### Exercise directions
Scan the data below. Pull out each line where "Result" occurs.

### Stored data
▬▬▬▬▬▬

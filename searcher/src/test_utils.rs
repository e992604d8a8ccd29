//! Small problems shared by the unit tests.

use std::collections::HashMap;

use crate::errors::{Result, SearchError};
use crate::traits::{SearchHeuristic, SearchProblem, Transition};

/// States `0..size` on a line, stepping one left or right.
#[derive(Debug)]
pub(crate) struct Line {
    size: usize,
    goal: usize,
}

impl Line {
    pub(crate) fn new(size: usize, goal: usize) -> Self {
        Self { size, goal }
    }
}

impl SearchProblem for Line {
    type State = usize;
    type Action = &'static str;

    fn check(&self, state: &usize) -> Result<()> {
        if *state >= self.size {
            return Err(SearchError::InvalidState(format!(
                "{} is off the end of the line",
                state
            )));
        }
        Ok(())
    }

    fn is_goal(&self, state: &usize) -> bool {
        *state == self.goal
    }

    fn successors(&self, state: &usize) -> Vec<Transition<usize, &'static str>> {
        let mut moves = Vec::with_capacity(2);
        if *state > 0 {
            moves.push(Transition::unit("left", state - 1));
        }
        if state + 1 < self.size {
            moves.push(Transition::unit("right", state + 1));
        }
        moves
    }
}

impl SearchHeuristic for Line {
    fn heuristic(&self, state: &usize) -> usize {
        if *state > self.goal {
            state - self.goal
        } else {
            self.goal - state
        }
    }
}

/// Counts down from at most `.0` to zero, taking one step per expansion.
#[derive(Debug)]
pub(crate) struct Countdown(pub(crate) usize);

impl SearchProblem for Countdown {
    type State = usize;
    type Action = &'static str;

    fn is_goal(&self, state: &usize) -> bool {
        *state == 0
    }

    fn successors(&self, state: &usize) -> Vec<Transition<usize, &'static str>> {
        let mut moves = Vec::with_capacity(2);
        if *state > 0 {
            moves.push(Transition::unit("down", state - 1));
        }
        if *state < self.0 {
            moves.push(Transition::unit("up", state + 1));
        }
        moves
    }
}

/// A directed graph with weighted edges.
#[derive(Debug, Default)]
pub(crate) struct Weighted {
    edges: HashMap<char, Vec<(char, usize)>>,
    goal: char,
    estimates: HashMap<char, usize>,
}

impl Weighted {
    pub(crate) fn new(goal: char) -> Self {
        Self {
            goal,
            ..Self::default()
        }
    }

    pub(crate) fn edge(mut self, from: char, to: char, cost: usize) -> Self {
        self.edges.entry(from).or_insert_with(Vec::new).push((to, cost));
        self
    }

    pub(crate) fn estimate(mut self, node: char, h: usize) -> Self {
        self.estimates.insert(node, h);
        self
    }
}

impl SearchProblem for Weighted {
    type State = char;
    type Action = (char, char);

    fn is_goal(&self, state: &char) -> bool {
        *state == self.goal
    }

    fn successors(&self, state: &char) -> Vec<Transition<char, (char, char)>> {
        self.edges
            .get(state)
            .map(|edges| {
                edges
                    .iter()
                    .map(|(to, cost)| Transition::new((*state, *to), *to, *cost))
                    .collect()
            })
            .unwrap_or_default()
    }
}

impl SearchHeuristic for Weighted {
    fn heuristic(&self, state: &char) -> usize {
        self.estimates.get(state).copied().unwrap_or(0)
    }
}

▬▬▬▬▬▬

### Solution to the problem
use crate::errors::{Result, SearchError};
    fn check(&self, state: &usize) -> Result<()> {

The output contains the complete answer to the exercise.